Collected data:
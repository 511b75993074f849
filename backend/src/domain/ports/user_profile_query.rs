//! Driving port for user profile queries.
//!
//! Inbound adapters use this port to load a user's profile without importing
//! persistence details.

use async_trait::async_trait;

use crate::domain::{Error, User, UserId};

/// Domain use-case port for reading the current user's profile.
#[cfg_attr(test, mockall::automock)]
#[async_trait]
pub trait UserProfileQuery: Send + Sync {
    /// Return the profile for the authenticated user.
    async fn fetch_profile(&self, user_id: UserId) -> Result<User, Error>;
}
//! Test helpers for inbound HTTP components.

use std::sync::Arc;

use actix_session::{SessionMiddleware, storage::CookieSessionStore};
use actix_web::cookie::{Cookie, Key};
use actix_web::dev::{Service, ServiceFactory, ServiceRequest, ServiceResponse};
use actix_web::{App, test, web};
use mockable::DefaultClock;
use serde_json::{Value, json};

use crate::Trace;
use crate::domain::ports::FixtureImageStorage;
use crate::domain::{AccountService, ManualService};
use crate::inbound::http::configure_api;
use crate::inbound::http::state::{HttpState, HttpStatePorts};
use crate::outbound::memory::InMemoryStore;

/// Build a session middleware configured for tests.
///
/// - Generates a fresh signing/encryption key per invocation.
/// - Sets the cookie name to `session` and disables the `Secure` flag for
///   local HTTP tests.
pub fn test_session_middleware() -> SessionMiddleware<CookieSessionStore> {
    SessionMiddleware::builder(CookieSessionStore::default(), Key::generate())
        .cookie_name("session".to_owned())
        .cookie_secure(false)
        .build()
}

/// Real services over a fresh in-memory store.
pub fn memory_state() -> HttpState {
    let store = Arc::new(InMemoryStore::new());
    let clock = Arc::new(DefaultClock);
    let accounts = Arc::new(AccountService::new(store.clone(), clock.clone()));
    let manuals = Arc::new(ManualService::new(
        store.clone(),
        store.clone(),
        store,
        Arc::new(FixtureImageStorage),
        clock,
    ));
    HttpState::new(HttpStatePorts {
        login: accounts.clone(),
        accounts: accounts.clone(),
        profile: accounts,
        manuals: manuals.clone(),
        manuals_query: manuals.clone(),
        steps: manuals.clone(),
        images: manuals,
    })
}

/// Full API under `/api/v1` with tracing and sessions.
pub fn test_app(
    state: HttpState,
) -> App<
    impl ServiceFactory<
        ServiceRequest,
        Config = (),
        Response = ServiceResponse,
        Error = actix_web::Error,
        InitError = (),
    >,
> {
    App::new()
        .app_data(web::Data::new(state))
        .wrap(test_session_middleware())
        .wrap(Trace)
        .service(web::scope("/api/v1").configure(configure_api))
}

/// Register `username` and return the session cookie from logging in.
pub async fn register_and_login(
    app: &impl Service<actix_http::Request, Response = ServiceResponse, Error = actix_web::Error>,
    username: &str,
) -> Cookie<'static> {
    let email = format!("{username}@example.com");
    let register = test::TestRequest::post()
        .uri("/api/v1/users")
        .set_json(json!({
            "username": username,
            "email": email,
            "password": "correct horse",
        }))
        .to_request();
    let res = test::call_service(app, register).await;
    assert!(res.status().is_success(), "register {username}: {}", res.status());

    let login = test::TestRequest::post()
        .uri("/api/v1/login")
        .set_json(json!({ "email": email, "password": "correct horse" }))
        .to_request();
    let res = test::call_service(app, login).await;
    assert!(res.status().is_success(), "login {username}: {}", res.status());
    res.response()
        .cookies()
        .find(|cookie| cookie.name() == "session")
        .map(|cookie| cookie.into_owned())
        .expect("session cookie")
}

/// Send `req` and decode the JSON body alongside the status code.
pub async fn call_json(
    app: &impl Service<actix_http::Request, Response = ServiceResponse, Error = actix_web::Error>,
    req: test::TestRequest,
) -> (u16, Value) {
    let res = test::call_service(app, req.to_request()).await;
    let status = res.status().as_u16();
    let body = test::read_body(res).await;
    let value = if body.is_empty() {
        Value::Null
    } else {
        serde_json::from_slice(&body).expect("json body")
    };
    (status, value)
}

/// Create a manual as the cookie's owner and return its id.
pub async fn create_manual(
    app: &impl Service<actix_http::Request, Response = ServiceResponse, Error = actix_web::Error>,
    cookie: &Cookie<'static>,
    body: Value,
) -> i64 {
    let (status, value) = call_json(
        app,
        test::TestRequest::post()
            .uri("/api/v1/manuals")
            .cookie(cookie.clone())
            .set_json(body),
    )
    .await;
    assert_eq!(status, 201, "{value}");
    value["data"]["id"].as_i64().expect("manual id")
}

/// Append a step titled `title` and return its id.
pub async fn create_step(
    app: &impl Service<actix_http::Request, Response = ServiceResponse, Error = actix_web::Error>,
    cookie: &Cookie<'static>,
    manual_id: i64,
    title: &str,
) -> i64 {
    let (status, value) = call_json(
        app,
        test::TestRequest::post()
            .uri(&format!("/api/v1/manuals/{manual_id}/steps"))
            .cookie(cookie.clone())
            .set_json(json!({ "title": title })),
    )
    .await;
    assert_eq!(status, 201, "{value}");
    value["data"]["id"].as_i64().expect("step id")
}
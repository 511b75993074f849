//! Account service: sign-up, login and profile management.

use std::sync::Arc;

use async_trait::async_trait;
use mockable::Clock;
use tracing::debug;
use zeroize::Zeroizing;

use crate::domain::ports::{
    LoginService, UserAccountCommand, UserProfileQuery, UserRepository, UserRepositoryError,
};
use crate::domain::{
    EmailAddress, Error, FieldErrors, LoginCredentials, NewUser, PasswordChange, PasswordDigest,
    ProfileChanges, Registration, User, UserId,
};

const INVALID_CREDENTIALS: &str = "invalid credentials";

/// Service implementing the account driving ports.
#[derive(Clone)]
pub struct AccountService<U> {
    users: Arc<U>,
    clock: Arc<dyn Clock>,
}

impl<U> AccountService<U> {
    pub fn new(users: Arc<U>, clock: Arc<dyn Clock>) -> Self {
        Self { users, clock }
    }
}

impl<U: UserRepository> AccountService<U> {
    async fn find_user(&self, id: UserId) -> Result<User, Error> {
        self.users
            .find_by_id(id)
            .await
            .map_err(map_user_error)?
            .ok_or_else(|| Error::not_found(format!("user {id} not found")))
    }
}

/// Hash `password` away from the async workers; Argon2 is deliberately slow.
async fn hash_password(password: &str) -> Result<PasswordDigest, Error> {
    let password = Zeroizing::new(password.to_owned());
    tokio::task::spawn_blocking(move || PasswordDigest::hash(&password))
        .await
        .map_err(|error| Error::internal(format!("password hashing task failed: {error}")))?
        .map_err(|error| Error::internal(error.to_string()))
}

fn map_user_error(error: UserRepositoryError) -> Error {
    match error {
        UserRepositoryError::Connection { message } => {
            Error::service_unavailable(format!("user repository unavailable: {message}"))
        }
        UserRepositoryError::Query { message } => {
            Error::internal(format!("user repository error: {message}"))
        }
        UserRepositoryError::Duplicate { field } => {
            let message = format!("{field} is already registered");
            let errors = FieldErrors::from([(field, vec![message.clone()])]);
            Error::conflict(message).with_field_errors(errors)
        }
    }
}

#[async_trait]
impl<U: UserRepository> LoginService for AccountService<U> {
    async fn authenticate(&self, credentials: &LoginCredentials) -> Result<UserId, Error> {
        let Ok(email) = EmailAddress::new(credentials.email()) else {
            return Err(Error::unauthorized(INVALID_CREDENTIALS));
        };
        let stored = self
            .users
            .find_credentials_by_email(&email)
            .await
            .map_err(map_user_error)?;
        match stored {
            Some(stored) if stored.password_digest.verify(credentials.password()) => {
                debug!(user_id = %stored.user.id, "login succeeded");
                Ok(stored.user.id)
            }
            _ => Err(Error::unauthorized(INVALID_CREDENTIALS)),
        }
    }
}

#[async_trait]
impl<U: UserRepository> UserAccountCommand for AccountService<U> {
    async fn register(&self, registration: Registration) -> Result<User, Error> {
        let record = NewUser {
            username: registration.username().clone(),
            email: registration.email().clone(),
            password_digest: hash_password(registration.password()).await?,
            created_at: self.clock.utc(),
        };
        let user = self.users.create(&record).await.map_err(map_user_error)?;
        debug!(user_id = %user.id, "user registered");
        Ok(user)
    }

    async fn update_profile(&self, user_id: UserId, changes: ProfileChanges) -> Result<User, Error> {
        let mut user = self.find_user(user_id).await?;
        if changes.is_empty() {
            return Ok(user);
        }
        changes.apply_to(&mut user, self.clock.utc());
        self.users
            .update_profile(&user)
            .await
            .map_err(map_user_error)?;
        Ok(user)
    }

    async fn change_password(&self, user_id: UserId, change: PasswordChange) -> Result<(), Error> {
        let stored = self
            .users
            .find_credentials_by_id(user_id)
            .await
            .map_err(map_user_error)?
            .ok_or_else(|| Error::not_found(format!("user {user_id} not found")))?;
        if !stored.password_digest.verify(change.current()) {
            return Err(Error::unauthorized(INVALID_CREDENTIALS));
        }
        let digest = hash_password(change.new_password()).await?;
        self.users
            .update_password(user_id, &digest, self.clock.utc())
            .await
            .map_err(map_user_error)?;
        debug!(user_id = %user_id, "password changed");
        Ok(())
    }
}

#[async_trait]
impl<U: UserRepository> UserProfileQuery for AccountService<U> {
    async fn fetch_profile(&self, user_id: UserId) -> Result<User, Error> {
        self.find_user(user_id).await
    }
}
//! Server construction and middleware wiring.

mod config;
#[cfg(feature = "metrics")]
mod metrics;
mod state_builders;

pub use config::{ServerConfig, load_session_key};

#[cfg(feature = "metrics")]
pub(crate) use metrics::make_metrics;
use state_builders::build_http_state;

use actix_session::{
    SessionMiddleware,
    config::{CookieContentSecurity, PersistentSession},
    storage::CookieSessionStore,
};
use actix_web::cookie::{Key, SameSite};
use actix_web::dev::{Server, ServiceFactory, ServiceRequest, ServiceResponse};
use actix_web::{App, HttpServer, web};

use guideforge::Trace;
#[cfg(debug_assertions)]
use guideforge::doc::ApiDoc;
use guideforge::inbound::http::configure_api;
use guideforge::inbound::http::health::{HealthState, live, ready};
use guideforge::inbound::http::state::HttpState;
#[cfg(debug_assertions)]
use utoipa::OpenApi;
#[cfg(debug_assertions)]
use utoipa_swagger_ui::SwaggerUi;

#[derive(Clone)]
struct AppDependencies {
    health_state: web::Data<HealthState>,
    http_state: web::Data<HttpState>,
    key: Key,
    cookie_secure: bool,
    same_site: SameSite,
}

fn build_app(
    deps: AppDependencies,
) -> App<
    impl ServiceFactory<
        ServiceRequest,
        Config = (),
        Response = ServiceResponse,
        Error = actix_web::Error,
        InitError = (),
    >,
> {
    let AppDependencies {
        health_state,
        http_state,
        key,
        cookie_secure,
        same_site,
    } = deps;

    let session = SessionMiddleware::builder(CookieSessionStore::default(), key)
        .cookie_name("session".into())
        .cookie_path("/".into())
        .cookie_secure(cookie_secure)
        .cookie_http_only(true)
        .cookie_content_security(CookieContentSecurity::Private)
        .cookie_same_site(same_site)
        .session_lifecycle(
            PersistentSession::default().session_ttl(actix_web::cookie::time::Duration::hours(2)),
        )
        .build();

    let api = web::scope("/api/v1").wrap(session).configure(configure_api);

    let app = App::new()
        .app_data(health_state)
        .app_data(http_state)
        .wrap(Trace)
        .service(api)
        .service(ready)
        .service(live);

    #[cfg(debug_assertions)]
    let app = app.service(SwaggerUi::new("/docs").url("/api-docs/openapi.json", ApiDoc::openapi()));
    #[cfg(not(debug_assertions))]
    let app = app;

    app
}

/// Construct an Actix HTTP server using the provided health state and configuration.
///
/// The health state is marked ready once the listener is bound.
///
/// # Errors
/// Propagates [`std::io::Error`] when binding the socket or starting the server fails.
pub fn create_server(
    health_state: web::Data<HealthState>,
    config: ServerConfig,
) -> std::io::Result<Server> {
    let server_health_state = health_state.clone();
    let http_state = web::Data::new(build_http_state(&config));
    let ServerConfig {
        key,
        cookie_secure,
        same_site,
        bind_addr,
        #[cfg(feature = "metrics")]
        prometheus,
        ..
    } = config;
    #[cfg(feature = "metrics")]
    let prometheus = match prometheus {
        Some(metrics) => metrics,
        None => make_metrics()?,
    };

    let server = HttpServer::new(move || {
        let app = build_app(AppDependencies {
            health_state: server_health_state.clone(),
            http_state: http_state.clone(),
            key: key.clone(),
            cookie_secure,
            same_site,
        });

        #[cfg(feature = "metrics")]
        let app = app.wrap(prometheus.clone());

        app
    })
    .bind(bind_addr)?
    .run();

    health_state.mark_ready();
    Ok(server)
}

#[cfg(test)]
mod tests {
    //! Regression coverage for the assembled application.
    use super::*;
    use actix_web::http::StatusCode;
    use actix_web::test;

    fn memory_deps() -> AppDependencies {
        let dir = tempfile::tempdir().expect("temp dir");
        let uploads = guideforge::outbound::storage::UploadDirectory::open(dir.path())
            .expect("upload dir");
        let config = ServerConfig::new(
            Key::generate(),
            false,
            "127.0.0.1:0".parse().expect("socket addr"),
            uploads,
        );
        AppDependencies {
            health_state: web::Data::new(HealthState::new()),
            http_state: web::Data::new(build_http_state(&config)),
            key: Key::generate(),
            cookie_secure: false,
            same_site: SameSite::Lax,
        }
    }

    #[actix_web::test]
    async fn serves_api_and_probes_with_trace_headers() {
        let deps = memory_deps();
        let health = deps.health_state.clone();
        let app = test::init_service(build_app(deps)).await;

        let res = test::call_service(
            &app,
            test::TestRequest::get().uri("/api/v1/manuals").to_request(),
        )
        .await;
        assert_eq!(res.status(), StatusCode::OK);
        assert!(res.headers().contains_key(guideforge::domain::TRACE_ID_HEADER));

        let res = test::call_service(
            &app,
            test::TestRequest::get().uri("/health/ready").to_request(),
        )
        .await;
        assert_eq!(res.status(), StatusCode::SERVICE_UNAVAILABLE);

        health.mark_ready();
        let res = test::call_service(
            &app,
            test::TestRequest::get().uri("/health/ready").to_request(),
        )
        .await;
        assert_eq!(res.status(), StatusCode::OK);
    }

    #[actix_web::test]
    async fn session_cookie_is_http_only() {
        let app = test::init_service(build_app(memory_deps())).await;
        let res = test::call_service(
            &app,
            test::TestRequest::post()
                .uri("/api/v1/users")
                .set_json(serde_json::json!({
                    "username": "ada",
                    "email": "ada@example.com",
                    "password": "correct horse",
                }))
                .to_request(),
        )
        .await;
        assert_eq!(res.status(), StatusCode::CREATED);

        let res = test::call_service(
            &app,
            test::TestRequest::post()
                .uri("/api/v1/login")
                .set_json(serde_json::json!({
                    "email": "ada@example.com",
                    "password": "correct horse",
                }))
                .to_request(),
        )
        .await;
        assert_eq!(res.status(), StatusCode::OK);
        let cookie = res
            .response()
            .cookies()
            .find(|cookie| cookie.name() == "session")
            .expect("session cookie");
        assert_eq!(cookie.http_only(), Some(true));
        assert_eq!(cookie.same_site(), Some(SameSite::Lax));
    }
}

| ACTION ITEM |
For every line of the data above that contains "task", copy that line.

| EXERCISE RESPONSE |
    tokio::task::spawn_blocking(move || PasswordDigest::hash(&password))
        .map_err(|error| Error::internal(format!("password hashing task failed: {error}")))?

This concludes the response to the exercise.